All posts by GretchenJoanna

Unknown's avatar

About GretchenJoanna

Orthodox Christian, widowed in 2015; mother, grandmother. Love to read, garden, cook, write letters and a hundred other home-making activities.

A long caravan of evenings.

Two of my friends fell asleep in death last week. One was a monk who was buried at his monastery some distance from here, and the other, John, was a member of our parish. His funeral was today, and I was able to attend it.

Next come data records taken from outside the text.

use std::path::Path;

use image::ImageError;
use tracing::debug;

/// Handle into the texture list of an [`Assets`](crate::assets::Assets) store.
#[derive(Copy, Clone, Debug, PartialEq, Eq, PartialOrd, Ord, Hash)]
pub struct TextureId(pub(crate) usize);

impl TextureId {
	pub fn raw(&self) -> usize {
		self.0
	}
}

#[derive(Debug, thiserror::Error)]
#[error("Could not load texture: {0}")]
pub struct TextureLoadError(#[from] ImageError);

/// Decoded RGBA8 pixel data, ready for upload by a render backend.
pub struct TextureData {
	pixels: Vec<u8>,
	width: u32,
	height: u32,
}

impl TextureData {
	/// Decodes the image at `path` into RGBA8.
	pub fn open(path: impl AsRef<Path>) -> Result<Self, TextureLoadError> {
		let path = path.as_ref();
		debug!("Decoding texture {}", path.display());
		let rgba = image::open(path)?.into_rgba8();
		Ok(Self {
			width: rgba.width(),
			height: rgba.height(),
			pixels: rgba.into_raw(),
		})
	}

	pub fn pixels(&self) -> &[u8] {
		&self.pixels
	}

	pub fn width(&self) -> u32 {
		self.width
	}

	pub fn height(&self) -> u32 {
		self.height
	}
}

I’ve written a lot about funerals and death since my husband died, and am at the point where, though I continue to experience grief, these days the loss and its pain primarily show themselves as elements of the same stuff that every single human experiences, we who live as part of this creation that we also live in. The creation that is waiting:

“For the earnest expectation of the creation eagerly waits for the revealing of the sons of God. For the creation was subjected to futility, not willingly, but because of Him who subjected it in hope; because the creation itself also will be delivered from the bondage of corruption into the glorious liberty of the children of God. For we know that the whole creation groans and labors with birth pangs together until now. Not only that, but we also who have the firstfruits of the Spirit, even we ourselves groan within ourselves, eagerly waiting for the adoption, the redemption of our body.”  -Romans 8

John had been married to his wife for 64 years, since she was 18 years old. He had suffered great pain and disability for much of his life — his particular “stuff,” but while waiting for his full redemption, he was busy doing good works. Maybe his spirit was groaning for its deliverance from corruption, but he expressed his eagerness in generosity and encouraging words and cooking for people.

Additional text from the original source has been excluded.